Introduction to Jetpack Compose

Khushboo Aggarwal
4 min readAug 17, 2021

“Design is everywhere. From the dress you’re wearing to the smartphone you’re holding, it’s design.”

A beautiful design catches attention and a smooth experience makes your app more user friendly. So, the expectations around UI development have grown enormously. Today, users expect a polished smooth interface having animations and motions along with the technical functionalities, the app provides. So to ease out the process of delivering an easy encounter, Jetpack Compose has come in action. Jetpack Compose is the modern toolkit for building native Android UI.

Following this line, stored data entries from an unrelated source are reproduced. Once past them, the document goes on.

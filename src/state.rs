//! Shared application state: one model, store and file storage for every entity controller.

use crate::config::{resolve, FullConfig, ResolvedModel};
use crate::error::{AppError, ConfigError};
use crate::schema::{FieldRegistry, ModelFieldRegistry};
use crate::service::EntityController;
use crate::settings::Settings;
use crate::store::{PgRecordStore, RecordStore};
use crate::upload::{FileStorage, LocalFileStorage, S3FileStorage, UploadProcessor};
use std::sync::Arc;

#[derive(Clone)]
pub struct AppState {
    pub model: Arc<ResolvedModel>,
    pub store: Arc<dyn RecordStore>,
    pub registry: Arc<dyn FieldRegistry>,
    pub uploads: UploadProcessor,
    /// Public base URL, ends with '/'.
    pub base_url: String,
}

impl AppState {
    /// Wire a model to a store and file storage. Field lookups answer from the model.
    pub fn new(
        model: Arc<ResolvedModel>,
        store: Arc<dyn RecordStore>,
        storage: Arc<dyn FileStorage>,
        settings: &Settings,
    ) -> Self {
        let registry = Arc::new(ModelFieldRegistry::new(model.clone(), storage.clone()));
        AppState {
            model,
            store,
            registry,
            uploads: UploadProcessor::new(storage, settings.temp_dir()),
            base_url: settings.base_url.clone(),
        }
    }

    /// Resolve `config`, connect to `DATABASE_URL` and pick S3 or local file storage.
    pub async fn connect(settings: &Settings, config: &FullConfig) -> Result<Self, AppError> {
        let model = resolve(config, &settings.default_schema)?;
        let database_url = settings
            .database_url
            .as_deref()
            .ok_or_else(|| ConfigError::Settings("DATABASE_URL is required".into()))?;
        let pool = sqlx::postgres::PgPoolOptions::new()
            .max_connections(5)
            .connect(database_url)
            .await?;

        let storage: Arc<dyn FileStorage> = match &settings.s3_bucket {
            Some(bucket) => {
                tracing::info!(bucket = %bucket, "using s3 file storage");
                Arc::new(S3FileStorage::from_env(bucket.clone()).await)
            }
            None => {
                tracing::info!(dir = %settings.upload_dir.display(), "using local file storage");
                Arc::new(LocalFileStorage::new(settings.upload_dir.clone()))
            }
        };
        Ok(Self::new(Arc::new(model), Arc::new(PgRecordStore::new(pool)), storage, settings))
    }

    /// Controller bound to one entity type.
    pub fn controller(&self, entity: &str) -> Result<EntityController, AppError> {
        let resolved = self
            .model
            .entity(entity)
            .ok_or_else(|| AppError::NotFound(format!("entity type: {}", entity)))?;
        Ok(EntityController::new(
            resolved.clone(),
            self.store.clone(),
            self.registry.clone(),
            self.uploads.clone(),
            self.base_url.clone(),
        ))
    }
}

For this article, its not necessary to be familiar with View based approach first(though surely will be helpful), you can directly start with Compose.

Compose Model

So lets start with how Compose declarative approach is different from View based approach. Earlier, an Android view hierarchy has been represented as a tree of UI widgets and as the state of the app changes because of things like user interactions, the UI hierarchy needs to be updated to display the current data. We use functions like findViewById(), and change nodes by calling methods on the widgets which change the internal state of the widget.

Manipulating views manually increases the chance of errors. If a piece of data is rendered in multiple places, it’s easy to forget to update one of the views that shows it. It’s also easy to create illegal states, when two updates conflict in an unexpected way. In general, the software maintenance complexity grows with the number of views that require updating.

So, we need a declarative UI model that conceptually regenerates the whole UI from scratch then apply necessary changes. But one challenge with regenerating the entire screen is that it is potentially expensive, in terms of time, computing power, and battery usage. To reduce this cost, Compose intelligently chooses which parts of the UI need to be redrawn at any given time. This process of re-running the composable again with the new data is known as Recomposition.

Simple Composable Function

Using Compose, you can build your user interface by defining a set of composable functions that take in data and emit UI elements. So enough of theory for now, lets jump to some coding part. A simple composable function will look something like this -

@Composable
fun Greeting(name: String) {
Text(text = name)
}

Let’s discuss the anatomy of this composable function.

  • The function is annotated with the @Composable annotation which informs the compiler that this function is intended to convert data into UI, and hence is a composable function. Also the function doesn’t return anything, they just describe the state of the UI.
  • Composable functions can accept parameters, In this case it receives name as parameter of type String. Ideally this data is immutable that the composable function doesn’t change, rather it should be a transform function for that data.
  • The function displays text in the UI. It does so by calling the Text() composable function, which actually creates the text UI element. Composable functions emit UI hierarchy by calling other composable functions and the sequence in which they are written don’t matter. They can run in any order parallely.

We are able to use all of the language level primitives that Kotlin has to do the things dynamically like we can use control flow statements, loops to handle more complex logic. Also, Compose provides the Compose’s standard layout elements and a large variety of composables based on Material Design.

Lifecycle of Composables

When Jetpack Compose runs your composables for the first time, during initial composition, it will keep track of the composables that you call to describe your screen state. Then, when the state of your app changes, Jetpack Compose schedules a recomposition.

A Composition can only be produced by an initial composition and updated by recomposition. The only way to modify a Composition is through recomposition.

The lifecycle of a composable is defined by the following events: entering the Composition, getting recomposed 0 or more times, and leaving the Composition.

Recomposition is typically triggered by a change to a State<T> object. If a composable is called multiple times, multiple instances are placed in the Composition. Each call has its own lifecycle in the Composition. For Example,

@Composable
fun Greeting() {
Column {
Text("Hello")
Text("World")
}
}

In this, both the Text objects will have a separate instance and their own lifecycle independently.

Managing State in Compose

State is basically anything that depicts the current content to be shown which can be changed over time like a listing of posts, showing placeholder for empty data etc.

Compose is declarative and as such the only way to update it is by calling the same composable with new arguments(recomposition). These arguments depict the UI state and any time a state is updated a recomposition takes place. For example, like in xml an edit text don’t automatically update, composables have to be told explicitly that the state has changed to update accordingly.

@Composable
fun InputField() {
OutlinedTextField(
value = "",
onValueChange = { },
label = { Text("Name") }
)
}

If you run this, you’ll see that value will not get updated in the field that’s because you will explicitly have to update the value. Lets see how

@Composable
fun InputField() {
var text by remember{ mutableStateOf("")}
OutlinedTextField(
value = text,
onValueChange = { text = it},
label = { Text("Name") }
)
}

We’ll see what var text by remember{ mutableStateOf("")} does in our next article. For now, run it and you’ll see the text will update as you type.

So, this article gives a brief overview of Jetpack compose, next we will discuss on how to build Layouts, App Theming and States in Compose.